Posted by on 10:12 am in Uncategorized | Comments Off on Tips For Women Who Are Preparing For A Criminal Court Case

Criminal charges can be hard to work through, especially if you are hoping to avoid a conviction as the final outcome. If you are a woman facing criminal charges, you have a unique set of challenges ahead of you. Here are four tips to help women work through criminal charges and face court in the best light possible. 1. Find the Right Criminal Defense Attorney If this is your first run in with the law and you haven’t been in a criminal case in the past, finding the right lawyer can seem daunting. When meeting with attorneys, seek out a female-friendly law firm. Attorneys that have a good record helping women, families, and those who may need more acute representation than standard criminal cases may offer more refined services for your specific needs. 2. Dress Professionally and Conservatively Be sure to put some thought into your outfit for court. It is important not to draw too much attention to yourself. Avoiding bold colors can bring a more conservative air around you. While looking nice is important, keep your attire out of the racy category completely, even if the look is in style.
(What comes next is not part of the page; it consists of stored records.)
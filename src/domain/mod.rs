//! Domain layer: features, image sources and the batch wire shapes
//!
//! This layer is independent of external concerns (no I/O, no CLI, no config loading).

pub mod error;
pub mod feature;
pub mod image;
pub mod request;

pub use error::DomainError;
pub use feature::{resolve_features, FeatureKind, FeatureRequest};
pub use image::{ImageSource, SourceKind};
pub use request::{AnnotateImageRequest, AnnotationRequest, AnnotationResponse, Image, ImageReference};
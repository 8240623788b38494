//! Service container for dependency injection
//!
//! Wires up all services with their dependencies.

use std::sync::Arc;

use crate::application::services::RequestBuilder;
use crate::config::Settings;
use crate::infrastructure::client::AnnotationClient;
use crate::infrastructure::traits::{AnnotateTransport, FileSystem, RealFileSystem};
use crate::infrastructure::InfraResult;

/// Container holding all application services.
pub struct ServiceContainer {
    /// Application settings
    pub settings: Arc<Settings>,

    /// Filesystem abstraction
    pub fs: Arc<dyn FileSystem>,

    /// Preset transport; `None` connects over HTTP on first use
    transport: Option<Arc<dyn AnnotateTransport>>,
}

impl ServiceContainer {
    /// Create a new service container with real implementations.
    pub fn new(settings: Settings) -> Self {
        Self {
            settings: Arc::new(settings),
            fs: Arc::new(RealFileSystem),
            transport: None,
        }
    }

    /// Create a service container with custom dependencies (for testing).
    pub fn with_deps(
        settings: Settings,
        fs: Arc<dyn FileSystem>,
        transport: Arc<dyn AnnotateTransport>,
    ) -> Self {
        Self {
            settings: Arc::new(settings),
            fs,
            transport: Some(transport),
        }
    }

    /// Request builder using the configured default feature.
    ///
    /// `max_results` overrides the configured limit when set.
    pub fn request_builder(&self, max_results: Option<u32>) -> RequestBuilder {
        RequestBuilder::new(self.fs.clone(), self.settings.default_feature)
            .with_max_results(max_results.or(self.settings.max_results))
    }

    /// Annotation client; connecting resolves credentials.
    pub fn annotation_client(&self) -> InfraResult<AnnotationClient> {
        match &self.transport {
            Some(transport) => Ok(AnnotationClient::with_transport(transport.clone())),
            None => AnnotationClient::connect(&self.settings),
        }
    }
}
If you aren’t sure what are the best outfit options for court, ask your criminal defense attorney for advice. 3. Discuss Your Family Support System One strategy your criminal attorney might take is to bring your family details up in court. This can showcase you as person, and not a possible criminal. As a woman, you may be able to show a strong case for people who can support you and others who might be relying on you. If you are a mother or have a family that will vouch for you, judges might lessen your charges so you can go home to your family support system. 4. But Leave Your Family at Home While it is a good idea to discuss how your family can help you rehabilitate and why they need you home, you don’t need to bring along everyone to court. This can be distracting and can make a judge form opinions on your case before you even get chance to fight your charges. Be sure to work out childcare ahead of time so you aren’t stuck bringing along children to your court case. Criminal charges can lead to serious outcomes. If you are working towards lessening charges or fighting a conviction in court as a woman, you may have a different set of rules and standards than men in the courtroom. Make sure you are prepared for court with your attorney to put your best foot forward before the...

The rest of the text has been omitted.